- [DIRECTIONS] Return the run of lines below that opens with the line containing "let reject = if" and closes with the line containing "if let Some(error_code)", keeping each one exact.

(Collected data)

------------------------------------------------------------------------

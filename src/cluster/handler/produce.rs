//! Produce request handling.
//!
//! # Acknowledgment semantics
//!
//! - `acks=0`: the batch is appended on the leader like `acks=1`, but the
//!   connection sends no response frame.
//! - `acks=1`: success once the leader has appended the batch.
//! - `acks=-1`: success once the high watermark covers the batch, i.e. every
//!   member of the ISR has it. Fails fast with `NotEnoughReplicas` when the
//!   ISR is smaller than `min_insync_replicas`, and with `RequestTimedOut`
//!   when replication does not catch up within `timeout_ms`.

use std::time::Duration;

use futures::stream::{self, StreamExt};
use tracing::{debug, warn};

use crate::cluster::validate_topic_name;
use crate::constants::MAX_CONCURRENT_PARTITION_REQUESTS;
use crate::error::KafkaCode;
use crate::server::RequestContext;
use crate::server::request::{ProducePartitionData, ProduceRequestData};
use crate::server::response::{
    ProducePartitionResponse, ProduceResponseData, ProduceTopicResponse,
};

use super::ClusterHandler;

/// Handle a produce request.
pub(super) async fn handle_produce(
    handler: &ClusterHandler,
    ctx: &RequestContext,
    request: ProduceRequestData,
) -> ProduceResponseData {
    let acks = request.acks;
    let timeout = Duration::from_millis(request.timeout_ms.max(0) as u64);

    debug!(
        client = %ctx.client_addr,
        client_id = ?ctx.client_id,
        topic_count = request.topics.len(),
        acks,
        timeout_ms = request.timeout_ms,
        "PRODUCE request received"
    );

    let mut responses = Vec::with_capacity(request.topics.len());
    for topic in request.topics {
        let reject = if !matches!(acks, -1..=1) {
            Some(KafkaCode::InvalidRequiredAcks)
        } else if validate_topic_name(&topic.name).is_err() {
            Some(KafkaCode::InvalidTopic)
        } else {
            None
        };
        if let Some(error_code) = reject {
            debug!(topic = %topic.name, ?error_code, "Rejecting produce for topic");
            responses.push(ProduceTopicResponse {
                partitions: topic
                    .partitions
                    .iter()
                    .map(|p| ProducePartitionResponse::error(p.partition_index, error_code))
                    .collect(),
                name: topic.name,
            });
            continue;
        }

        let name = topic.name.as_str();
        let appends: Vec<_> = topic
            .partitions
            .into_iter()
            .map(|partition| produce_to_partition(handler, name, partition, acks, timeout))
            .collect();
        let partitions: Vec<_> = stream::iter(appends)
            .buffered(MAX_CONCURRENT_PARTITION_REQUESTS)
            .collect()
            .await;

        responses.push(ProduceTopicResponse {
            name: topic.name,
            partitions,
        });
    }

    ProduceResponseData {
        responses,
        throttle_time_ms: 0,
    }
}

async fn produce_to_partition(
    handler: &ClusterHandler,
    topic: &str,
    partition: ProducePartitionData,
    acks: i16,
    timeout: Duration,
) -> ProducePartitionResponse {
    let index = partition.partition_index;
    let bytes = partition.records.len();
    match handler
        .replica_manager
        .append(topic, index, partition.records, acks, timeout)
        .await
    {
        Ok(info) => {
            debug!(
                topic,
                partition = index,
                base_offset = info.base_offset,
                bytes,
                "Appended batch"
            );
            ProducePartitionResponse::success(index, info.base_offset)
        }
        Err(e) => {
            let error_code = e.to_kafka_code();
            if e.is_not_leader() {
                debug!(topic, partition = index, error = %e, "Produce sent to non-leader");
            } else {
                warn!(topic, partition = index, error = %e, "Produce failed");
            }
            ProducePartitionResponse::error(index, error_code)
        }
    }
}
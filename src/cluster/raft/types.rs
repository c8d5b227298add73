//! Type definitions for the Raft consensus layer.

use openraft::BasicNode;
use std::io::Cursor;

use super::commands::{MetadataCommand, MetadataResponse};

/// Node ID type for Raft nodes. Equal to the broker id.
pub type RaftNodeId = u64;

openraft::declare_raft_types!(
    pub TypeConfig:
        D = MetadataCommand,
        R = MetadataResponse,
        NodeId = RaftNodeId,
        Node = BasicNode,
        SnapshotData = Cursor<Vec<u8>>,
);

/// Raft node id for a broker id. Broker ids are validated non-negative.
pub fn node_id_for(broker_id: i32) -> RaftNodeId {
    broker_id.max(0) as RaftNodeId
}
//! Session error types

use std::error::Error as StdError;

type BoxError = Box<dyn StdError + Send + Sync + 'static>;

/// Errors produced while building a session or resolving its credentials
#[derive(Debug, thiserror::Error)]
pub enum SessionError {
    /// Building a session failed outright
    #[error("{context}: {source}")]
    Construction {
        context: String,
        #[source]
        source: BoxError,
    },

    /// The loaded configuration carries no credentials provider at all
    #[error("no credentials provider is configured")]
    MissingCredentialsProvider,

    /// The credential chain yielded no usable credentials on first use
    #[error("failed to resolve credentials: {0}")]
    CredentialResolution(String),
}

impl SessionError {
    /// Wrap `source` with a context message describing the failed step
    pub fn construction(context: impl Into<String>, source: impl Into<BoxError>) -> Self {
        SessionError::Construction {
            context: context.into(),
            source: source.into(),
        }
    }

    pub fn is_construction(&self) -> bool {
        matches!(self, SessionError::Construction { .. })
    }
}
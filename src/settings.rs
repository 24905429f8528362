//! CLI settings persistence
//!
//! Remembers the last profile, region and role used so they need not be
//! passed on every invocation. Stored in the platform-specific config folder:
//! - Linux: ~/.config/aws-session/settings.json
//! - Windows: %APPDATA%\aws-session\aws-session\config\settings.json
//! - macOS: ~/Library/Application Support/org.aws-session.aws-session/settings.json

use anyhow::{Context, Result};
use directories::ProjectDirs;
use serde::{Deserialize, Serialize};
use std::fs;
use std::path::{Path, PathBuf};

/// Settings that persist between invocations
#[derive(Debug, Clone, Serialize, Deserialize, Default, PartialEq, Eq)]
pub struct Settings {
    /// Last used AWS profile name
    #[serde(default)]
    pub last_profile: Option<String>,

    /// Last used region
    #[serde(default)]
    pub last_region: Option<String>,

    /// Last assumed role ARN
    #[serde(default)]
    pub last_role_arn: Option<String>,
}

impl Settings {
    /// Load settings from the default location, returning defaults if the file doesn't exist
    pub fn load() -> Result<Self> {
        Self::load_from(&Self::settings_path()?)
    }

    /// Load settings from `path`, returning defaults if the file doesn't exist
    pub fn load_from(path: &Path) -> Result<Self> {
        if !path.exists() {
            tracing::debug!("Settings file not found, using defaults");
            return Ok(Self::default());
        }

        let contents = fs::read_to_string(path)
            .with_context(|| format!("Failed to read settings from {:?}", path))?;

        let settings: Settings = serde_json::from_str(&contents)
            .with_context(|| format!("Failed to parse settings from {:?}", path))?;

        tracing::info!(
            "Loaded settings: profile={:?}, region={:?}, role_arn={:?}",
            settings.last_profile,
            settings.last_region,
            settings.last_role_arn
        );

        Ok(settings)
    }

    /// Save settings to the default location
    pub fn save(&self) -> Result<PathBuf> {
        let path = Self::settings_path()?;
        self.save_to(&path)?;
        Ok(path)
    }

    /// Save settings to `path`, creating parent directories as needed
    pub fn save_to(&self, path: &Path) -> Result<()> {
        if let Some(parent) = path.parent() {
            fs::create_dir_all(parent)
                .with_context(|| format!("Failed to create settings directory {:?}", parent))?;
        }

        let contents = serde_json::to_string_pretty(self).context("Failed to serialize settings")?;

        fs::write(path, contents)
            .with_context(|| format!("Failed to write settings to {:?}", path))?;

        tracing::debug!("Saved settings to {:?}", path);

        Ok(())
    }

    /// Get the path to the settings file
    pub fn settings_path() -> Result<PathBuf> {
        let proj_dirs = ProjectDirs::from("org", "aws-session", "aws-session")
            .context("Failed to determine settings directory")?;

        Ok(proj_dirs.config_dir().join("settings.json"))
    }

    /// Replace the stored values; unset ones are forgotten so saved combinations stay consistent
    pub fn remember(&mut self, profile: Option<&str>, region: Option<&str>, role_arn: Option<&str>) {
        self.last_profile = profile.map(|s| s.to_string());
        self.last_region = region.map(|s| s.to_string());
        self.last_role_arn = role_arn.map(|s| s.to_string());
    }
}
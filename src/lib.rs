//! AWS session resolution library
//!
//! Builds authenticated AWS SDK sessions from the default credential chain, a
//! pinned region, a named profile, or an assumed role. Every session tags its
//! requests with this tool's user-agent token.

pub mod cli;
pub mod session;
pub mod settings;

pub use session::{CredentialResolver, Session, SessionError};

------------------------------------------------------------------------

- [SOLUTION FOR THIS TASK]
        let reject = if !matches!(acks, -1..=1) {
            Some(KafkaCode::InvalidRequiredAcks)
        } else if validate_topic_name(&topic.name).is_err() {
            Some(KafkaCode::InvalidTopic)
        } else {
            None
        };
        if let Some(error_code) = reject {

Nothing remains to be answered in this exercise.